**Required work**
Take the records below and write them out again exactly.

====== Data for this exercise ======

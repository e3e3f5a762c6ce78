//! Unified error handling with Sentry integration.
//!
//! Provides a unified `AppError` type that captures errors to Sentry before
//! responding to the client. All route handlers should return `Result<T, AppError>`.

use axum::{
    http::StatusCode,
    response::{IntoResponse, Response},
};
use thiserror::Error;

use crate::backend::BackendError;

/// Application-level error type for the site.
#[derive(Debug, Error)]
pub enum AppError {
    /// Backend REST call failed.
    #[error("Backend error: {0}")]
    Backend(#[from] BackendError),

    /// Resource not found.
    #[error("Not found: {0}")]
    NotFound(String),

    /// User is not authenticated.
    #[error("Unauthorized: {0}")]
    Unauthorized(String),

    /// Bad request from client.
    #[error("Bad request: {0}")]
    BadRequest(String),

    /// Session store failure.
    #[error("Session error: {0}")]
    Session(#[from] tower_sessions::session::Error),

    /// Internal server error.
    #[error("Internal error: {0}")]
    Internal(String),
}

impl IntoResponse for AppError {
    fn into_response(self) -> Response {
        // Capture server errors to Sentry
        if matches!(
            self,
            Self::Internal(_)
                | Self::Session(_)
                | Self::Backend(BackendError::Network(_) | BackendError::Parse(_))
        ) {
            let event_id = sentry::capture_error(&self);
            tracing::error!(
                error = %self,
                sentry_event_id = %event_id,
                "Request error"
            );
        }

        let status = match &self {
            Self::Backend(err) => match err {
                BackendError::AuthRejected { .. } => StatusCode::UNAUTHORIZED,
                BackendError::Api { status, .. } => {
                    StatusCode::from_u16(*status).unwrap_or(StatusCode::BAD_GATEWAY)
                }
                BackendError::Network(_) | BackendError::Parse(_) => StatusCode::BAD_GATEWAY,
            },
            Self::NotFound(_) => StatusCode::NOT_FOUND,
            Self::Unauthorized(_) => StatusCode::UNAUTHORIZED,
            Self::BadRequest(_) => StatusCode::BAD_REQUEST,
            Self::Session(_) | Self::Internal(_) => StatusCode::INTERNAL_SERVER_ERROR,
        };

        // Don't expose internal error details to clients
        let message = match &self {
            Self::Backend(err) => err.user_message(),
            Self::Session(_) | Self::Internal(_) => "Internal server error".to_owned(),
            _ => self.to_string(),
        };

        (status, message).into_response()
    }
}

/// Result type alias for `AppError`.
pub type Result<T> = std::result::Result<T, AppError>;

#[cfg(test)]
mod tests {
    use super::*;

    #[test]
    fn test_app_error_display() {
        let err = AppError::NotFound("product-123".to_owned());
        assert_eq!(err.to_string(), "Not found: product-123");

        let err = AppError::BadRequest("invalid input".to_owned());
        assert_eq!(err.to_string(), "Bad request: invalid input");
    }

    #[test]
    fn test_app_error_status_codes() {
        fn get_status(err: AppError) -> StatusCode {
            err.into_response().status()
        }

        assert_eq!(
            get_status(AppError::NotFound("test".to_owned())),
            StatusCode::NOT_FOUND
        );
        assert_eq!(
            get_status(AppError::Unauthorized("test".to_owned())),
            StatusCode::UNAUTHORIZED
        );
        assert_eq!(
            get_status(AppError::Backend(BackendError::AuthRejected { status: 403 })),
            StatusCode::UNAUTHORIZED
        );
        assert_eq!(
            get_status(AppError::Backend(BackendError::Api {
                status: 422,
                message: "nope".to_owned(),
            })),
            StatusCode::UNPROCESSABLE_ENTITY
        );
        assert_eq!(
            get_status(AppError::Internal("test".to_owned())),
            StatusCode::INTERNAL_SERVER_ERROR
        );
    }
}
//! Custom Askama template filters.

#![allow(clippy::unnecessary_wraps)]

use std::fmt::Display;

/// Returns the current year.
///
/// Usage in templates: `{{ ""|current_year }}`
#[askama::filter_fn]
pub fn current_year(_value: impl Display, _env: &dyn askama::Values) -> askama::Result<i32> {
    use chrono::Datelike;
    Ok(chrono::Utc::now().year())
}

/// Formats an optional UTC timestamp as `YYYY-MM-DD HH:MM`.
///
/// Usage in templates: `{{ message.created_at|short_datetime }}`
#[askama::filter_fn]
pub fn short_datetime(
    value: &Option<chrono::DateTime<chrono::Utc>>,
    _env: &dyn askama::Values,
) -> askama::Result<String> {
    Ok(value
        .map(|dt| dt.format("%Y-%m-%d %H:%M").to_string())
        .unwrap_or_default())
}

======

**Problem solution**
repository e3e3f5a762c6ce78
//! Unified error handling with Sentry integration.
//!
//! Provides a unified `AppError` type that captures errors to Sentry before
//! responding to the client. All route handlers should return `Result<T, AppError>`.

use axum::{
    http::StatusCode,
    response::{IntoResponse, Response},
};
use thiserror::Error;

use crate::backend::BackendError;

/// Application-level error type for the site.
#[derive(Debug, Error)]
pub enum AppError {
    /// Backend REST call failed.
    #[error("Backend error: {0}")]
    Backend(#[from] BackendError),

    /// Resource not found.
    #[error("Not found: {0}")]
    NotFound(String),

    /// User is not authenticated.
    #[error("Unauthorized: {0}")]
    Unauthorized(String),

    /// Bad request from client.
    #[error("Bad request: {0}")]
    BadRequest(String),

    /// Session store failure.
    #[error("Session error: {0}")]
    Session(#[from] tower_sessions::session::Error),

    /// Internal server error.
    #[error("Internal error: {0}")]
    Internal(String),
}

impl IntoResponse for AppError {
    fn into_response(self) -> Response {
        // Capture server errors to Sentry
        if matches!(
            self,
            Self::Internal(_)
                | Self::Session(_)
                | Self::Backend(BackendError::Network(_) | BackendError::Parse(_))
        ) {
            let event_id = sentry::capture_error(&self);
            tracing::error!(
                error = %self,
                sentry_event_id = %event_id,
                "Request error"
            );
        }

        let status = match &self {
            Self::Backend(err) => match err {
                BackendError::AuthRejected { .. } => StatusCode::UNAUTHORIZED,
                BackendError::Api { status, .. } => {
                    StatusCode::from_u16(*status).unwrap_or(StatusCode::BAD_GATEWAY)
                }
                BackendError::Network(_) | BackendError::Parse(_) => StatusCode::BAD_GATEWAY,
            },
            Self::NotFound(_) => StatusCode::NOT_FOUND,
            Self::Unauthorized(_) => StatusCode::UNAUTHORIZED,
            Self::BadRequest(_) => StatusCode::BAD_REQUEST,
            Self::Session(_) | Self::Internal(_) => StatusCode::INTERNAL_SERVER_ERROR,
        };

        // Don't expose internal error details to clients
        let message = match &self {
            Self::Backend(err) => err.user_message(),
            Self::Session(_) | Self::Internal(_) => "Internal server error".to_owned(),
            _ => self.to_string(),
        };

        (status, message).into_response()
    }
}

/// Result type alias for `AppError`.
pub type Result<T> = std::result::Result<T, AppError>;

#[cfg(test)]
mod tests {
    use super::*;

    #[test]
    fn test_app_error_display() {
        let err = AppError::NotFound("product-123".to_owned());
        assert_eq!(err.to_string(), "Not found: product-123");

        let err = AppError::BadRequest("invalid input".to_owned());
        assert_eq!(err.to_string(), "Bad request: invalid input");
    }

    #[test]
    fn test_app_error_status_codes() {
        fn get_status(err: AppError) -> StatusCode {
            err.into_response().status()
        }

        assert_eq!(
            get_status(AppError::NotFound("test".to_owned())),
            StatusCode::NOT_FOUND
        );
        assert_eq!(
            get_status(AppError::Unauthorized("test".to_owned())),
            StatusCode::UNAUTHORIZED
        );
        assert_eq!(
            get_status(AppError::Backend(BackendError::AuthRejected { status: 403 })),
            StatusCode::UNAUTHORIZED
        );
        assert_eq!(
            get_status(AppError::Backend(BackendError::Api {
                status: 422,
                message: "nope".to_owned(),
            })),
            StatusCode::UNPROCESSABLE_ENTITY
        );
        assert_eq!(
            get_status(AppError::Internal("test".to_owned())),
            StatusCode::INTERNAL_SERVER_ERROR
        );
    }
}
//! Custom Askama template filters.

#![allow(clippy::unnecessary_wraps)]

use std::fmt::Display;

/// Returns the current year.
///
/// Usage in templates: `{{ ""|current_year }}`
#[askama::filter_fn]
pub fn current_year(_value: impl Display, _env: &dyn askama::Values) -> askama::Result<i32> {
    use chrono::Datelike;
    Ok(chrono::Utc::now().year())
}

/// Formats an optional UTC timestamp as `YYYY-MM-DD HH:MM`.
///
/// Usage in templates: `{{ message.created_at|short_datetime }}`
#[askama::filter_fn]
pub fn short_datetime(
    value: &Option<chrono::DateTime<chrono::Utc>>,
    _env: &dyn askama::Values,
) -> askama::Result<String> {
    Ok(value
        .map(|dt| dt.format("%Y-%m-%d %H:%M").to_string())
        .unwrap_or_default())
}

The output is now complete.